:: Dataset records
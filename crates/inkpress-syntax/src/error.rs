//! Error types for rule-set construction and scanning.

use std::fmt;

/// A rule set could not be built.
#[derive(Debug, Clone, PartialEq, Eq)]
pub enum RuleError {
    /// A rule's pattern failed to compile.
    InvalidPattern {
        language: String,
        pattern: String,
        message: String,
    },
    /// A multi-line rule's end pattern failed to compile.
    InvalidEndPattern {
        language: String,
        pattern: String,
        message: String,
    },
    /// A pattern matches the empty string and could never advance the scanner.
    EmptyMatch { language: String, pattern: String },
}

impl fmt::Display for RuleError {
    fn fmt(&self, f: &mut fmt::Formatter<'_>) -> fmt::Result {
        match self {
            Self::InvalidPattern {
                language,
                pattern,
                message,
            } => write!(f, "{language}: invalid pattern `{pattern}`: {message}"),
            Self::InvalidEndPattern {
                language,
                pattern,
                message,
            } => write!(f, "{language}: invalid end pattern `{pattern}`: {message}"),
            Self::EmptyMatch { language, pattern } => {
                write!(f, "{language}: pattern `{pattern}` matches the empty string")
            }
        }
    }
}

impl std::error::Error for RuleError {}

/// A scan request could not be served.
#[derive(Debug, Clone, PartialEq, Eq)]
pub enum ScanError {
    /// No rule set is registered under the requested name, alias or extension.
    UnknownLanguage(String),
}

impl fmt::Display for ScanError {
    fn fmt(&self, f: &mut fmt::Formatter<'_>) -> fmt::Result {
        match self {
            Self::UnknownLanguage(name) => write!(f, "unknown language `{name}`"),
        }
    }
}

impl std::error::Error for ScanError {}
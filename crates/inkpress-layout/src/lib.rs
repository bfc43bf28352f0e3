#![forbid(unsafe_code)]

//! Page layout for inkpress.
//!
//! [`layout`] turns source lines into pages. Each page is split into
//! regions (an optional metadata header on the first page, an optional
//! line-number gutter, and the code body), and every source line is placed
//! into the code body, wrapped into several [`LineLayout`]s when it is
//! wider than the body. Text width is estimated from display cells times
//! the average character width, so no font rasterizer is needed.
//!
//! All geometry problems are reported by [`LayoutConfig::validate`] before
//! any line is placed.

pub mod error;
pub mod layout;
pub mod metadata;
pub mod metrics;
pub mod source;
pub mod wrap;

pub use error::LayoutError;
pub use layout::{
    LayoutCalculator, LayoutConfig, LayoutRegion, LayoutSummary, LineLayout, PageLayout,
    RegionKind, layout,
};
pub use metadata::CodeMetadata;
pub use metrics::{FontMetrics, PageSize, display_cells, grapheme_cells};
pub use source::{line_ranges, split_lines};
pub use wrap::wrap_ranges;
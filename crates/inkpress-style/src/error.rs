//! Theme construction errors.

use std::fmt;

use inkpress_core::token::TokenKind;

/// A theme could not be built or registered.
#[derive(Debug, Clone, PartialEq)]
pub enum ThemeError {
    /// No color was given for this classification.
    MissingColor(TokenKind),
    /// A theme with this name is already registered.
    DuplicateTheme(String),
    /// Font size must be at least one pixel.
    InvalidFontSize(u32),
    /// Line-height multiplier must be finite and positive.
    InvalidLineHeight(f32),
    /// Not a `#rrggbb` or `#rgb` color.
    InvalidColor(String),
}

impl fmt::Display for ThemeError {
    fn fmt(&self, f: &mut fmt::Formatter<'_>) -> fmt::Result {
        match self {
            Self::MissingColor(kind) => write!(f, "theme has no color for `{kind}`"),
            Self::DuplicateTheme(name) => write!(f, "theme `{name}` is already registered"),
            Self::InvalidFontSize(size) => write!(f, "invalid font size {size}"),
            Self::InvalidLineHeight(mult) => write!(f, "invalid line-height multiplier {mult}"),
            Self::InvalidColor(value) => write!(f, "invalid color `{value}`"),
        }
    }
}

impl std::error::Error for ThemeError {}
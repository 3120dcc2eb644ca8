use crate::crypto::errors::{CryptoResult, Error};
use rand::{TryRngCore, rngs::OsRng};

/// Generate cryptographically secure random bytes
pub fn generate_random_bytes(length: usize) -> CryptoResult<Vec<u8>> {
    let mut buf = vec![0u8; length];
    OsRng
        .try_fill_bytes(&mut buf)
        .map_err(|e| Error::Random(e.to_string()))?;
    Ok(buf)
}

/// Convert hex string to bytes with validation
pub fn hex_to_bytes(hex_str: &str) -> CryptoResult<Vec<u8>> {
    // Remove common prefixes and whitespace
    let cleaned = hex_str
        .trim()
        .strip_prefix("0x")
        .or_else(|| hex_str.trim().strip_prefix("0X"))
        .unwrap_or(hex_str.trim());

    Ok(hex::decode(cleaned)?)
}
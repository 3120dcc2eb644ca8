use std::{collections::HashMap, time::Duration};

use config::{Config as ConfigLib, ConfigError, Environment, File};
use redis::{
    Client as RedisClient, RedisResult,
    aio::{ConnectionManager, ConnectionManagerConfig},
};
use secrecy::{ExposeSecret, SecretString};
use serde::{Deserialize, Serialize};

use crate::emissor::{NacionalEndpoints, TransportSettings};

#[derive(Debug, Clone, Deserialize)]
pub struct Config {
    pub app: AppConfig,
    pub server: ServerConfig,
    #[serde(default)]
    pub vault: VaultConfig,
    pub nfse: NfseConfig,
    #[serde(default)]
    pub plan: Option<PlanConfig>,
    #[serde(default)]
    pub portal: Option<PortalConfig>,
    #[serde(default)]
    pub tax: TaxConfig,
    #[serde(default)]
    pub redis: Option<RedisConfig>,
}

#[derive(Debug, Clone, Copy, PartialEq, Eq, Serialize, Deserialize)]
#[serde(rename_all = "lowercase")]
pub enum RuntimeEnvironment {
    Development,
    Production,
}

#[derive(Debug, Clone, Deserialize)]
pub struct AppConfig {
    pub environment: RuntimeEnvironment,
}

#[derive(Debug, Clone, Serialize, Deserialize)]
pub struct ServerConfig {
    pub host: String,
    pub port: u16,
}

#[derive(Debug, Clone, Default, Deserialize)]
pub struct VaultConfig {
    /// 64 hex characters or 32 raw bytes
    #[serde(default)]
    pub key: Option<SecretString>,
}

#[derive(Debug, Clone, Deserialize)]
pub struct EndpointConfig {
    pub sefin_url: String,
    pub adn_url: String,
}

impl EndpointConfig {
    pub fn endpoints(&self) -> NacionalEndpoints {
        NacionalEndpoints::new(&self.sefin_url, &self.adn_url)
    }
}

#[derive(Debug, Clone, Deserialize)]
pub struct NfseConfig {
    pub production: EndpointConfig,
    pub restricted: EndpointConfig,
    pub timeout_secs: u64,
    pub max_retries: u32,
    pub backoff_ms: u64,
    /// Serve sandbox companies from the in-process simulator
    pub simulate_sandbox: bool,
}

impl NfseConfig {
    pub fn transport(&self) -> TransportSettings {
        TransportSettings {
            timeout: Duration::from_secs(self.timeout_secs),
            max_retries: self.max_retries,
            backoff: Duration::from_millis(self.backoff_ms),
        }
    }
}

#[derive(Debug, Clone, Deserialize)]
pub struct PlanConfig {
    pub url: String,
    #[serde(default = "default_plan_timeout")]
    pub timeout_secs: u64,
}

fn default_plan_timeout() -> u64 {
    10
}

/// External command that renders the DANFSe through the government portal.
#[derive(Debug, Clone, Deserialize)]
pub struct PortalConfig {
    pub command: String,
    #[serde(default)]
    pub args: Vec<String>,
    #[serde(default = "default_portal_timeout")]
    pub timeout_secs: u64,
}

fn default_portal_timeout() -> u64 {
    120
}

#[derive(Debug, Clone, Default, Deserialize)]
pub struct TaxConfig {
    /// JSON table of municipal taxation; built-in defaults when absent
    #[serde(default)]
    pub table_path: Option<String>,
}

#[derive(Debug, Clone, Deserialize)]
pub struct RedisConfig {
    pub uri: SecretString,
}

impl RedisConfig {
    /// Establishes a new Redis connection based on the provided URI.
    ///
    /// - To enable TLS, the URI must use the `rediss://` scheme.
    /// - To enable insecure TLS, the URI must use the `rediss://` scheme and end with `/#insecure`.
    ///
    /// # Errors
    /// Returns an error if the connection cannot be established.
    pub async fn start(&self) -> RedisResult<ConnectionManager> {
        let client = RedisClient::open(self.uri.expose_secret())?;
        let config = ConnectionManagerConfig::new().set_connection_timeout(Duration::from_secs(60));
        client.get_connection_manager_with_config(config).await
    }
}

impl Config {
    pub fn load() -> Result<Self, ConfigError> {
        Self::load_with_sources(None)
    }

    pub fn load_with_sources(
        env_vars: Option<HashMap<String, String>>,
    ) -> Result<Self, ConfigError> {
        let production = NacionalEndpoints::production();
        let restricted = NacionalEndpoints::restricted();
        let transport = TransportSettings::default();

        let mut builder = ConfigLib::builder()
            .set_default("app.environment", "development")?
            .set_default("server.host", "localhost")?
            .set_default("server.port", 3000)?
            .set_default("nfse.production.sefin_url", production.sefin)?
            .set_default("nfse.production.adn_url", production.adn)?
            .set_default("nfse.restricted.sefin_url", restricted.sefin)?
            .set_default("nfse.restricted.adn_url", restricted.adn)?
            .set_default("nfse.timeout_secs", transport.timeout.as_secs() as i64)?
            .set_default("nfse.max_retries", i64::from(transport.max_retries))?
            .set_default("nfse.backoff_ms", transport.backoff.as_millis() as i64)?
            .set_default("nfse.simulate_sandbox", false)?
            .add_source(File::with_name("config/settings").required(false));

        // If env_vars is provided, we use it instead of system environment
        // This is to avoid systems variables pollution across tests
        if let Some(vars) = env_vars {
            for (key, value) in vars {
                builder = builder.set_override(&key, value)?;
            }
        } else {
            // Use system environment variables
            // Should be in the format APP_NFSE__TIMEOUT_SECS or APP_VAULT__KEY
            builder = builder.add_source(
                Environment::with_prefix("APP")
                    .prefix_separator("_")
                    .separator("__"),
            );
        }

        builder.build()?.try_deserialize()
    }

    pub fn is_production(&self) -> bool {
        self.app.environment == RuntimeEnvironment::Production
    }
}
::::
## Exercise requirements
In the entries above, find each line that includes the string "enable" and copy it.

## Output for this exercise
    /// - To enable TLS, the URI must use the `rediss://` scheme.
    /// - To enable insecure TLS, the URI must use the `rediss://` scheme and end with `/#insecure`.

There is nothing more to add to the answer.